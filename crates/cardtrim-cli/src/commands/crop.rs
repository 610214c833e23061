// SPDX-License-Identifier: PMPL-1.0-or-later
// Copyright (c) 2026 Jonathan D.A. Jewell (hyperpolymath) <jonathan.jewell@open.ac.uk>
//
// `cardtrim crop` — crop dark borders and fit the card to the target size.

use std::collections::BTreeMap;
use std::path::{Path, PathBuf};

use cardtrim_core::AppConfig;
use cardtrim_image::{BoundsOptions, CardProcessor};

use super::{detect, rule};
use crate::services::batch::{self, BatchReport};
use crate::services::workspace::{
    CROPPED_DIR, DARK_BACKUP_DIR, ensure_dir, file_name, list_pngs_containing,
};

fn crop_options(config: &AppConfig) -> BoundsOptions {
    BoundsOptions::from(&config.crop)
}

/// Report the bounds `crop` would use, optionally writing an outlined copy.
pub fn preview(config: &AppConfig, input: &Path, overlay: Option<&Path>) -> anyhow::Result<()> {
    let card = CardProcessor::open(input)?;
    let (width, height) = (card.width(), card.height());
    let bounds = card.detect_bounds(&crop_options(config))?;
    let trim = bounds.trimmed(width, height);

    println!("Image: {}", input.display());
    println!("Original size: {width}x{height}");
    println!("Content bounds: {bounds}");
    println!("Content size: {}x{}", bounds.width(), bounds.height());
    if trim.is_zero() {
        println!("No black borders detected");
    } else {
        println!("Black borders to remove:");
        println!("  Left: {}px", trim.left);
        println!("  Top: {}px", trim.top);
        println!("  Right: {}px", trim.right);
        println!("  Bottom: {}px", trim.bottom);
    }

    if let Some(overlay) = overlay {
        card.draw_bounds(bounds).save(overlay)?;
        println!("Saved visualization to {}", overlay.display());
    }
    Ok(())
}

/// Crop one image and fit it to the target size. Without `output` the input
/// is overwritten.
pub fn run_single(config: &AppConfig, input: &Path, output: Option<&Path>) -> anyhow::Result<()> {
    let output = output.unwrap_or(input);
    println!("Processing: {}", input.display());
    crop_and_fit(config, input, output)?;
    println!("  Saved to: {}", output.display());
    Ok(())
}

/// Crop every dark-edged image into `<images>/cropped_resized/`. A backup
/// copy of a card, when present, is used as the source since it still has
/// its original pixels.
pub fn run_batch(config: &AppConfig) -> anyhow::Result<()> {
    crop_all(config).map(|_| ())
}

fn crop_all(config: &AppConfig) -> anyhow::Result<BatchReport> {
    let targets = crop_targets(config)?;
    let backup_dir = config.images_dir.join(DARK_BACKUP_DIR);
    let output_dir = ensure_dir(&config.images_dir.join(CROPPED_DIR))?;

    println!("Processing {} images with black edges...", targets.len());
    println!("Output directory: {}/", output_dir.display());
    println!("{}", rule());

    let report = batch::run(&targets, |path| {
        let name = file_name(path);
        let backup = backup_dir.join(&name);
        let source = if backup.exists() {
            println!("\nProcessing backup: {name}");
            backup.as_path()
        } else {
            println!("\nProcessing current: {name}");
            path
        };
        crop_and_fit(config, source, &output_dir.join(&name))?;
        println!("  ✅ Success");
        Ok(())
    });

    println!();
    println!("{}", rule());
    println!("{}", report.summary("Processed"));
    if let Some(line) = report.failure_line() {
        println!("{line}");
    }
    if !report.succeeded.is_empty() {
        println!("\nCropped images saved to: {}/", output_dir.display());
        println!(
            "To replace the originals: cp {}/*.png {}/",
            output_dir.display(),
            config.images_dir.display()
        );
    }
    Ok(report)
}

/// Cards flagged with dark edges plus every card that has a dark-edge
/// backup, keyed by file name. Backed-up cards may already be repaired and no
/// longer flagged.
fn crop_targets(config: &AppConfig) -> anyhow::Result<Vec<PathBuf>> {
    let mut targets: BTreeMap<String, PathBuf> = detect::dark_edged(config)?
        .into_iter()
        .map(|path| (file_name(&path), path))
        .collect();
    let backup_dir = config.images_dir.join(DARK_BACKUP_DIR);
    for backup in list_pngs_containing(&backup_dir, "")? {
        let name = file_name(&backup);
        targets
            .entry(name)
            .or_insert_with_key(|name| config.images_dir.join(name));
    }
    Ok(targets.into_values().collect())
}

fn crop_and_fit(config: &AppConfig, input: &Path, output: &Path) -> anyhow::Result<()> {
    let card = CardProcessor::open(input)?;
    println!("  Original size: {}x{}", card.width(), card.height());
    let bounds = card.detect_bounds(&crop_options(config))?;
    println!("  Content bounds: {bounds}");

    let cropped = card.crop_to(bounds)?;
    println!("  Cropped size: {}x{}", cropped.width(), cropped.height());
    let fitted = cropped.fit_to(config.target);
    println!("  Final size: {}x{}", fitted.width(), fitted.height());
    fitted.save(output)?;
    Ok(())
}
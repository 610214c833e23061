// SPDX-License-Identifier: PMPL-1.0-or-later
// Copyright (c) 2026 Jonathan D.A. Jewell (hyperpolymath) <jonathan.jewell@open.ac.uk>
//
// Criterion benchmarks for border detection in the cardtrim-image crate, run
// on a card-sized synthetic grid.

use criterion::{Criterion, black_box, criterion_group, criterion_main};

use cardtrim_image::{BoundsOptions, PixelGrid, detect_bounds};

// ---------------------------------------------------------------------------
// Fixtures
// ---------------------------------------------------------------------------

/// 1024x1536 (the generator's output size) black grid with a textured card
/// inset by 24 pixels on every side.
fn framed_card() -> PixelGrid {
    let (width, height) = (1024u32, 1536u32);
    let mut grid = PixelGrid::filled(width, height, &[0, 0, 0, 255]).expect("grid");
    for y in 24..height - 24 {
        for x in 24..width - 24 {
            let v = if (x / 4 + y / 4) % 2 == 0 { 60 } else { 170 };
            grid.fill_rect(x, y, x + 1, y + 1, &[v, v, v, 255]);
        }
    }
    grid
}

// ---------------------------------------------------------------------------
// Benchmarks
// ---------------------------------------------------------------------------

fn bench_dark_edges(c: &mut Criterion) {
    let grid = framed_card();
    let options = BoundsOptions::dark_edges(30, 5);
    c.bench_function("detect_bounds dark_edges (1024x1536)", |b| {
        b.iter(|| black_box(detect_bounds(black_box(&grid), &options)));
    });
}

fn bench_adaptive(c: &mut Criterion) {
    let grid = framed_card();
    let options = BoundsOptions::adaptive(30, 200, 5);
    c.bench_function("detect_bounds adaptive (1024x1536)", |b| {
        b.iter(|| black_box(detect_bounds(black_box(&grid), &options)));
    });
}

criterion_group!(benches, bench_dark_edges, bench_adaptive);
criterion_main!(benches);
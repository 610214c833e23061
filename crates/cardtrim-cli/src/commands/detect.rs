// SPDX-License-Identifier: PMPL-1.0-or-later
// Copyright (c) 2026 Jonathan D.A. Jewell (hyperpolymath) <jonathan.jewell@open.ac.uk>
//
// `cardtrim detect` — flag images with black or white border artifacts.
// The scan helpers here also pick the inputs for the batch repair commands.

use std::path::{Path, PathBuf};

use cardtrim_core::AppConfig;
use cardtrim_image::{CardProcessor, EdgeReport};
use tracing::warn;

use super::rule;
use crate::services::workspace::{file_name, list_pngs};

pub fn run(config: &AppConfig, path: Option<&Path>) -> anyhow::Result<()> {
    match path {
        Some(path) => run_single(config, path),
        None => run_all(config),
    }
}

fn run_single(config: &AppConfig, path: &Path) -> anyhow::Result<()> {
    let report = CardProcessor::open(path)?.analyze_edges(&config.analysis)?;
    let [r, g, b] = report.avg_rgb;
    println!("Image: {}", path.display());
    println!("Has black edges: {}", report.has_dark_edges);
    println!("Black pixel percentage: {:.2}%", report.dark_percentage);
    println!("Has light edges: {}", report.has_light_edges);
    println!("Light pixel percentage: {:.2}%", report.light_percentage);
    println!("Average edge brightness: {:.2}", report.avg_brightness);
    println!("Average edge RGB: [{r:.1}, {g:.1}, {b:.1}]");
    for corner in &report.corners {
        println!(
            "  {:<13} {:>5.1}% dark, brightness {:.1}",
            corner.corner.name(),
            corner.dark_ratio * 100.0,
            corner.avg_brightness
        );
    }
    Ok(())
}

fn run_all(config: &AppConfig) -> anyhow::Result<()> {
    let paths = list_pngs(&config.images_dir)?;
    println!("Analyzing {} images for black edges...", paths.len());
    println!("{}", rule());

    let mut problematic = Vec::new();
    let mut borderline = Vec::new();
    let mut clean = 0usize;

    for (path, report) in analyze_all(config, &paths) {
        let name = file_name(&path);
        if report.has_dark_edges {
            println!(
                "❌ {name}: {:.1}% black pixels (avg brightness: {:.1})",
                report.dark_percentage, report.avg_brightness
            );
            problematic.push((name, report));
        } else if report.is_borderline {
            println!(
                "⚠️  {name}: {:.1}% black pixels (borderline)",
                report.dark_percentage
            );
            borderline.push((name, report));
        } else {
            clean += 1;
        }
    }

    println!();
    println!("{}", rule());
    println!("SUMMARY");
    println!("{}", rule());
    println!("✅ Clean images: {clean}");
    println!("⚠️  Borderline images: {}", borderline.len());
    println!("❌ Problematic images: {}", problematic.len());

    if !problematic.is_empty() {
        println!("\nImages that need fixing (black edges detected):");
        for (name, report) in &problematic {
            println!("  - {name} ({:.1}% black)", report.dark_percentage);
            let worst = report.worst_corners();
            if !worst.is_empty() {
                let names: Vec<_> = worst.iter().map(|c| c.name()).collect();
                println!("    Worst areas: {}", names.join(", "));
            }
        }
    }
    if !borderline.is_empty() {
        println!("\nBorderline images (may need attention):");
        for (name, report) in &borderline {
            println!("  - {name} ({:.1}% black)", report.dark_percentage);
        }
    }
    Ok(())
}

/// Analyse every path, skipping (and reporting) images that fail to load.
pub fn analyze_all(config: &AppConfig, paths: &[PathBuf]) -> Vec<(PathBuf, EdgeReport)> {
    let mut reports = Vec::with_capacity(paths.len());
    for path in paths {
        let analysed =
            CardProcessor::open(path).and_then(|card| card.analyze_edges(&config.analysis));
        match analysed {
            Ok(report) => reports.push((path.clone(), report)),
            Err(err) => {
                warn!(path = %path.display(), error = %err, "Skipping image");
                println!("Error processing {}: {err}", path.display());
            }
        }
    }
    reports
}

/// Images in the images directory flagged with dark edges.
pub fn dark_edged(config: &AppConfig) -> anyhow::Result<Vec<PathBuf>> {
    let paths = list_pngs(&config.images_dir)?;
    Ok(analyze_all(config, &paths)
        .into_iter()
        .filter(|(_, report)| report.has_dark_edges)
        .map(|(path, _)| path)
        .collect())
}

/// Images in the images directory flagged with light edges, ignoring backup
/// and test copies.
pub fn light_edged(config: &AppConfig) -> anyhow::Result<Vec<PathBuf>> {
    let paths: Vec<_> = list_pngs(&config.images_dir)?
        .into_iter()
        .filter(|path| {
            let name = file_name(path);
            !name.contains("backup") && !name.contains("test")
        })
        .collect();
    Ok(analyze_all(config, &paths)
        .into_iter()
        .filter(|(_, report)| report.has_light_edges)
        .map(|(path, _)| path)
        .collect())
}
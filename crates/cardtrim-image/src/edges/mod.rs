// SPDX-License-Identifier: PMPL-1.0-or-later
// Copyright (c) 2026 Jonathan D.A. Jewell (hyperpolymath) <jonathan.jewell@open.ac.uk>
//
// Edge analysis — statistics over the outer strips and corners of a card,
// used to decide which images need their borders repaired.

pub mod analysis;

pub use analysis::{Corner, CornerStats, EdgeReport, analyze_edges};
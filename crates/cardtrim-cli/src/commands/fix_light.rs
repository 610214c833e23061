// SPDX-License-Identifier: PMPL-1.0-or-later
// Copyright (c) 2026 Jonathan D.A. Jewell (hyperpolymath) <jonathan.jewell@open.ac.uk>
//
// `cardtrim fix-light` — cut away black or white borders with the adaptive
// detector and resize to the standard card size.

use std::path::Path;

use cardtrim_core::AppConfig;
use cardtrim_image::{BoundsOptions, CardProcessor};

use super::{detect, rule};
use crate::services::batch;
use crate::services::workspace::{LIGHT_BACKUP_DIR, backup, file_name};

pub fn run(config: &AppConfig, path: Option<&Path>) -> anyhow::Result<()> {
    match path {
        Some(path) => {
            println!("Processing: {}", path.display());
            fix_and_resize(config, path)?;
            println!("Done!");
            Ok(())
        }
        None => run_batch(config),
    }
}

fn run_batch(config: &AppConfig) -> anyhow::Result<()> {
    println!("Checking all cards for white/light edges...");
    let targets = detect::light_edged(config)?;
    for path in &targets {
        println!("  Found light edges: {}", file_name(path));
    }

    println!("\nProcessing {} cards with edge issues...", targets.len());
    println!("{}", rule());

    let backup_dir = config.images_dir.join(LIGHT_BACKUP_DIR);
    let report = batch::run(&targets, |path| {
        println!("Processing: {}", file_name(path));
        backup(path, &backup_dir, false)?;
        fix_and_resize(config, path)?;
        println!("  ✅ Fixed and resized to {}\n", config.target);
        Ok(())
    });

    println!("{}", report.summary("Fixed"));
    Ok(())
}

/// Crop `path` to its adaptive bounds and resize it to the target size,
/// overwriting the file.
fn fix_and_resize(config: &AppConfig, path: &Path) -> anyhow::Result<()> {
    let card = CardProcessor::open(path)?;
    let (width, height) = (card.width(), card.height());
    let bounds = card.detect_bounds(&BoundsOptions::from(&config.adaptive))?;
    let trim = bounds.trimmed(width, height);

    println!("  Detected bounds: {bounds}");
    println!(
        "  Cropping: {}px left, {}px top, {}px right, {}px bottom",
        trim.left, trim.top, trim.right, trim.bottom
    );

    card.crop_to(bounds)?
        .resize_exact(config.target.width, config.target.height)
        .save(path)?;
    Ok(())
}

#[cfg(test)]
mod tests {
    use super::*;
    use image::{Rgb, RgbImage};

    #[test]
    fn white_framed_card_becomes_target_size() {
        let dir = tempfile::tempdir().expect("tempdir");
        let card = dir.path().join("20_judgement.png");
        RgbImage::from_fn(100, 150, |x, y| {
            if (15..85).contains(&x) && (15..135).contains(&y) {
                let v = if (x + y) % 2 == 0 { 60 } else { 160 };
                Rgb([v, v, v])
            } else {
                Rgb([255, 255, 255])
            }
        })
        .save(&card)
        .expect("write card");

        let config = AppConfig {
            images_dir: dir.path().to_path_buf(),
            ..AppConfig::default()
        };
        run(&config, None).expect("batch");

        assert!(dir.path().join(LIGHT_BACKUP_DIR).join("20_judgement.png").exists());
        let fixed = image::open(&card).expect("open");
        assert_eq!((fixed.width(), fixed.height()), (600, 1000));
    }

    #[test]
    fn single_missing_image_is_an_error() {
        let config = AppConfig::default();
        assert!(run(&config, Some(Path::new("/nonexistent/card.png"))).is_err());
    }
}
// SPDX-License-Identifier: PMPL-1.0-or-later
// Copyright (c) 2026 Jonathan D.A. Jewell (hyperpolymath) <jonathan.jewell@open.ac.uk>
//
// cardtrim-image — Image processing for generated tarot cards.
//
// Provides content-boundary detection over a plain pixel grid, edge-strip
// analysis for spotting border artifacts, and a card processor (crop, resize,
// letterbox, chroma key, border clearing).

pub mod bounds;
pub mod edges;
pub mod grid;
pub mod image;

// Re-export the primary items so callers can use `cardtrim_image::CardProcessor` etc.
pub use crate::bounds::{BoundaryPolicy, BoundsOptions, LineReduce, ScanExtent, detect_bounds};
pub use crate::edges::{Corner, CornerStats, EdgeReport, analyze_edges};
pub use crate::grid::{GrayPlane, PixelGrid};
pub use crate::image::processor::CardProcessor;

****

WORK ITEM -> Each line from the start of the listing above through the line containing "use std::collections::BTreeMap;" must be reproduced exactly. Leave out the rest.

TASK SOLUTION ->
filename crates/cardtrim-cli/src/commands/crop.rs
repository 610214c833e23061
// SPDX-License-Identifier: PMPL-1.0-or-later
// Copyright (c) 2026 Jonathan D.A. Jewell (hyperpolymath) <jonathan.jewell@open.ac.uk>
//
// `cardtrim crop` — crop dark borders and fit the card to the target size.

use std::collections::BTreeMap;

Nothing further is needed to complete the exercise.